Sound Arts Guest Speaker
Jay LeBoeuf, Digidesign
9am - 11am
East End
Jay LeBoeuf is a researcher and leader of External Research Initiatives in Digidesign’s Advanced Technology group. Digidesign (ProTools) is the leading manufacturer of software and hardware systems for audio recording, editing, mixing, and music creation. LeBoeuf drives Digidesign’s music information retrieval and Intelligent Tools efforts.
He holds a BS in Electrical Engineering from Cornell University and MA from Stanford’s Center for Computer Research in Music and Acoustics (CCRMA). He is an active keyboardist, percussionist, and freelance recording and mixing engineer.
What do next generation music producers REALLY need?
This lecture will provide a whirlwind tour of where we’ve come from, look at some of the problems, discuss opportunities, and highlight thoughts on where we need to go. We’ll discuss the “producer’s role”, managing complexity and content, and novel paradigms for audio visualization and manipulation.
Sound Arts Guest Speaker
Ge Wang, Stanford University
2pm - 4pm
East End
Ge Wang received his B.S. in Computer Science in 2000 from Duke University, PhD (soon) in Computer Science (advisor Perry Cook) in 2007 from Princeton University, and is currently an assistant professor at Stanford University in the Center for Computer Research in Music and Acoustics (CCRMA). His research interests include interactive software systems for computer music, programming languages, sound synthesis and analysis, music information retrieval, new performance ensembles (laptop orchestras) and paradigms (live coding), visualization, interfaces for human-computer interaction, interactive audio over networks, and methodologies for education at the intersection of computer science and music.

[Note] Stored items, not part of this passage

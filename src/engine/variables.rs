use std::fmt::Display;
use std::fmt::Formatter;

use crate::basic_types::StorageKey;

/// A handle to a variable of a [`crate::Problem`]. Only meaningful for the problem which created
/// it.
#[derive(Clone, Copy, Debug, PartialEq, Eq, Hash, PartialOrd, Ord)]
pub struct VariableId {
    pub(crate) id: u32,
}

impl VariableId {
    pub(crate) fn new(id: u32) -> Self {
        VariableId { id }
    }
}

impl StorageKey for VariableId {
    fn index(&self) -> usize {
        self.id as usize
    }

    fn create_from_index(index: usize) -> Self {
        VariableId::new(index as u32)
    }
}

impl Display for VariableId {
    fn fmt(&self, f: &mut Formatter<'_>) -> std::fmt::Result {
        write!(f, "x{}", self.id)
    }
}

Ge is the chief architect and creator of the ChucK audio programming language. He is a founding developer and co-director of the Princeton
Laptop Orchestra (PLOrk), and a co-creator of the TAPESTREA sound design environment. Ge composes and performs via various electro-acoustic and computer-mediated means. At CCRMA, Ge continues to research and develop ideas and systems for computer music (including ChucK), works on new music, and plans to initiate a Stanford Laptop Orchestra.